(Exercise prompt) Below are the records; count how many of their lines contain the word "Send" and give that number only.

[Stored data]
%%
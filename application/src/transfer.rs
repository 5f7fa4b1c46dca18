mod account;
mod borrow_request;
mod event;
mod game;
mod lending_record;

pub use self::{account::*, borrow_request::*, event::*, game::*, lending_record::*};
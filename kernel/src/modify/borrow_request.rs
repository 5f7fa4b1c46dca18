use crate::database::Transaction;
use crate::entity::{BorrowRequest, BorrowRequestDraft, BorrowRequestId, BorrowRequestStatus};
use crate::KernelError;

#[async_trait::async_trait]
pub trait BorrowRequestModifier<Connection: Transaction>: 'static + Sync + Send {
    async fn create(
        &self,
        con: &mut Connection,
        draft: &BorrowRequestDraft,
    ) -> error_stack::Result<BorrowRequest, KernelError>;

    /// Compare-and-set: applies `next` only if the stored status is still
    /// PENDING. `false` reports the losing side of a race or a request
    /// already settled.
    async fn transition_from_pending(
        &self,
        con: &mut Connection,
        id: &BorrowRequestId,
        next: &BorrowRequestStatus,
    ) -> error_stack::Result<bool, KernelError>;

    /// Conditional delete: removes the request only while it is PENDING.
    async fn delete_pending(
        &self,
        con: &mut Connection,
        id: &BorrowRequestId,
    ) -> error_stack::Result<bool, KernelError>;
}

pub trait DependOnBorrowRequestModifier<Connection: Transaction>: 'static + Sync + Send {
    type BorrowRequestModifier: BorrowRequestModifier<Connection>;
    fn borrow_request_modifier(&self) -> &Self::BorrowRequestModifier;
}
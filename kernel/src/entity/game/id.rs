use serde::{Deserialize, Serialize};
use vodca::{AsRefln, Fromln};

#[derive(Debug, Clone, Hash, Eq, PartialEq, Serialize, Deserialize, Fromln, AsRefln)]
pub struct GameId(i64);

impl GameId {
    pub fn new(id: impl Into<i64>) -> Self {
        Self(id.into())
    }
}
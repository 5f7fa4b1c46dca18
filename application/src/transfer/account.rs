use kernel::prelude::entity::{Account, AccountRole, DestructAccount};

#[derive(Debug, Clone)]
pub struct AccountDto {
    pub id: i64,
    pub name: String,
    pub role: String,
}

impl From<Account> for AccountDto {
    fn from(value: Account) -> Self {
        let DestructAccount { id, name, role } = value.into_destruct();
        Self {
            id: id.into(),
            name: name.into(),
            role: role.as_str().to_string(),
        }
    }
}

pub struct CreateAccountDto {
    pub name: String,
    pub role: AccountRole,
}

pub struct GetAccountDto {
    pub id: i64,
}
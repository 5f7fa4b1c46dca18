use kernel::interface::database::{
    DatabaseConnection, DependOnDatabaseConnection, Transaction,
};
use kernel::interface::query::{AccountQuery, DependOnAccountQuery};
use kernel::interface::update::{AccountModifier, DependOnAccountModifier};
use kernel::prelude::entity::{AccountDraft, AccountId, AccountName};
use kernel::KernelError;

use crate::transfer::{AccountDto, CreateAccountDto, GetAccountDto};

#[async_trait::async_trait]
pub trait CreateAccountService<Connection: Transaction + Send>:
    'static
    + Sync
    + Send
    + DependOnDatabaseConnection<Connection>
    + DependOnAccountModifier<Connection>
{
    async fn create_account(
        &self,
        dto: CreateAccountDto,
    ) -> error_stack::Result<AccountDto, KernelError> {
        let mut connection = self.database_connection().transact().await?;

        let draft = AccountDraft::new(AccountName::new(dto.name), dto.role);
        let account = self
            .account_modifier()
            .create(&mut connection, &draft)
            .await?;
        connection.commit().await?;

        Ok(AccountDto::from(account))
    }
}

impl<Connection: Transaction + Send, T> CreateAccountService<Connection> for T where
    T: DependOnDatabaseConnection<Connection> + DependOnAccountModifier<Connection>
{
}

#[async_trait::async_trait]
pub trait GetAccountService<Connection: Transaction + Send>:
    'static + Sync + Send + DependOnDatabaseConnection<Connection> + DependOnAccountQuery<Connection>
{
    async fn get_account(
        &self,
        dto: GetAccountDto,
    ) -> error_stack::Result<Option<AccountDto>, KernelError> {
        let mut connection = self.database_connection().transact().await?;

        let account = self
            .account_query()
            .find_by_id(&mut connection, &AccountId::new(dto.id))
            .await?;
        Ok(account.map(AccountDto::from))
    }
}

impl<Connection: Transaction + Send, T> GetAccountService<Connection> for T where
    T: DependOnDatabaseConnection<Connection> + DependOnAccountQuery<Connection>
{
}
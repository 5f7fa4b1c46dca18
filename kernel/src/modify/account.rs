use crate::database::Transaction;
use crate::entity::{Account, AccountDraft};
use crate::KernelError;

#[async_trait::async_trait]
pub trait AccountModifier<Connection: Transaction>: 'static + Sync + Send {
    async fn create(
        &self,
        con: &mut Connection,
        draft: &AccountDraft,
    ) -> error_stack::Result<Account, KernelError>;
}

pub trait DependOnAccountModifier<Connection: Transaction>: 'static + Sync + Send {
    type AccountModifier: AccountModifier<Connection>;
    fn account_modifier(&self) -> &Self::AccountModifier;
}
%%
(Written answer) 10